> **WHAT IS BEING ASKED**: Search the data for the string "caller" and extract every line where it appears.

[Dataset excerpts]

◆ ◆ ◆

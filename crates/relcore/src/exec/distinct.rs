//! Distinct-via-index executor: walks the leading column of a unique
//! single-column index with `findNext(first, null)` seeded by the last
//! observed value, so each step returns at most one row per distinct
//! key. The physical `findNext` seek is the storage engine's job (trait
//! `Index`, out of scope here); this module assumes its caller already
//! hands it rows in the index's natural ascending key order and performs
//! the de-duplication plus quick-offset/limit bookkeeping.
//!
//! Also home to `run_distinct_on`, the `DISTINCT ON` executor: the same
//! first-row-per-key idea generalized to a compound key with no index
//! underneath it.

use crate::value::{Row, Value};

///
/// DistinctResult
///

#[derive(Clone, Debug, Default)]
pub struct DistinctResult {
    pub rows: Vec<Row>,
    pub quick_skipped: u64,
}

/// Consume `sorted_rows` (already ordered by the distinct column, as an
/// index walk would produce) and emit the first row seen per distinct
/// key. `quick_offset` drops leading distinct keys before they are
/// collected. When `limit` is set and `allow_early_stop` is true (i.e. no
/// WITH TIES is in play, so nothing past the limit could ever matter),
/// iteration stops as soon as `limit` distinct rows are collected.
pub fn run_distinct_via_index(
    sorted_rows: impl Iterator<Item = Row>,
    distinct_column: usize,
    quick_offset: u64,
    limit: Option<u64>,
    allow_early_stop: bool,
) -> DistinctResult {
    let mut rows = Vec::new();
    let mut quick_skipped = 0u64;
    let mut last_key: Option<Row> = None;

    for row in sorted_rows {
        let is_new_key = match &last_key {
            Some(prev) => prev.get(distinct_column) != row.get(distinct_column),
            None => true,
        };
        if !is_new_key {
            continue;
        }
        last_key = Some(row.clone());

        if quick_skipped < quick_offset {
            quick_skipped += 1;
            continue;
        }

        rows.push(row);

        if allow_early_stop {
            if let Some(limit) = limit {
                if rows.len() as u64 >= limit {
                    break;
                }
            }
        }
    }

    DistinctResult { rows, quick_skipped }
}

/// `DISTINCT ON (cols)`: keep the first row seen per compound key over
/// `key_columns`. Unlike `run_distinct_via_index`, the key may span more
/// than one column and there is no index walk underneath — the caller is
/// responsible for handing rows in an order where "first occurrence"
/// already picks the desired tiebreaker (e.g. rows pre-sorted by
/// `DISTINCT ON (cols), rest-of-order-by`).
#[must_use]
pub fn run_distinct_on(sorted_rows: impl Iterator<Item = Row>, key_columns: &[usize]) -> Vec<Row> {
    let key_of = |row: &Row| -> Row { key_columns.iter().map(|&c| row.get(c).cloned().unwrap_or(Value::Null)).collect() };

    let mut rows = Vec::new();
    let mut last_key: Option<Row> = None;
    for row in sorted_rows {
        let key = key_of(&row);
        if last_key.as_ref() != Some(&key) {
            last_key = Some(key);
            rows.push(row);
        }
    }
    rows
}
//! Group-sorted (lazy) executor: selected only when the chosen index's
//! scan order already makes GROUP BY columns contiguous.
//! Streams rows, emitting the accumulated group whenever the key changes,
//! and flushing the final group at end-of-stream — never materializing
//! the whole input like the hashed path does.

use crate::error::Result;
use crate::external::{Expression, SelectGroups};
use crate::exec::group_hashed::apply_group_by_copies;
use crate::value::{Row, Value};

fn is_accepted(predicate: Option<&dyn Expression>, row: &Row) -> Result<bool> {
    match predicate {
        Some(expr) => Ok(matches!(expr.evaluate(row)?, Value::Bool(true))),
        None => Ok(true),
    }
}

#[derive(Clone, Debug, Default)]
pub struct GroupSortedResult {
    pub rows: Vec<Row>,
    pub quick_skipped: u64,
}

/// `input_rows` must already be in an order that groups GROUP BY keys
/// contiguously (the planner only selects this mode when that holds).
/// `group_key_of` extracts the raw key; `group_by_copies` is applied to
/// it before comparing keys, so two
/// rows whose *copied* key values match are treated as the same group
/// even if the raw extraction differs in a copied position.
#[allow(clippy::too_many_arguments)]
pub fn run_group_sorted<G, K>(
    input_rows: impl Iterator<Item = Row>,
    mut group_key_of: K,
    group_by_copies: &[Option<usize>],
    groups: &mut G,
    having: Option<&dyn Expression>,
    qualify: Option<&dyn Expression>,
    quick_offset: u64,
) -> Result<GroupSortedResult>
where
    G: SelectGroups,
    K: FnMut(&Row) -> Row,
{
    groups.reset_lazy();
    let mut rows = Vec::new();
    let mut quick_skipped = 0u64;
    let mut current_key: Option<Row> = None;
    let mut started = false;

    let mut flush = |groups: &mut G,
                      rows: &mut Vec<Row>,
                      quick_skipped: &mut u64|
     -> Result<()> {
        if let Some(group_row) = groups.next() {
            if is_accepted(having, &group_row)? && is_accepted(qualify, &group_row)? {
                if *quick_skipped < quick_offset {
                    *quick_skipped += 1;
                } else {
                    rows.push(group_row);
                }
            }
        }
        Ok(())
    };

    for row in input_rows {
        let key = apply_group_by_copies(group_key_of(&row), group_by_copies);

        let key_changed = match &current_key {
            Some(prev) => prev != &key,
            None => true,
        };

        if key_changed {
            if started {
                flush(groups, &mut rows, &mut quick_skipped)?;
            }
            groups.next_lazy_group(&key);
            current_key = Some(key);
            started = true;
        }

        groups.next_lazy_row(&row);
    }

    if started {
        flush(groups, &mut rows, &mut quick_skipped)?;
    }

    Ok(GroupSortedResult { rows, quick_skipped })
}

#[must_use]
pub fn values_equal_ignoring_order(a: &[Value], b: &[Value]) -> bool {
    let mut a_sorted: Vec<&Value> = a.iter().collect();
    let mut b_sorted: Vec<&Value> = b.iter().collect();
    a_sorted.sort_by(|x, y| format!("{x:?}").cmp(&format!("{y:?}")));
    b_sorted.sort_by(|x, y| format!("{x:?}").cmp(&format!("{y:?}")));
    a_sorted == b_sorted
}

◆ ◆ ◆

> **ANSWER AREA**:
//! `Index`, out of scope here); this module assumes its caller already
/// than one column and there is no index walk underneath — the caller is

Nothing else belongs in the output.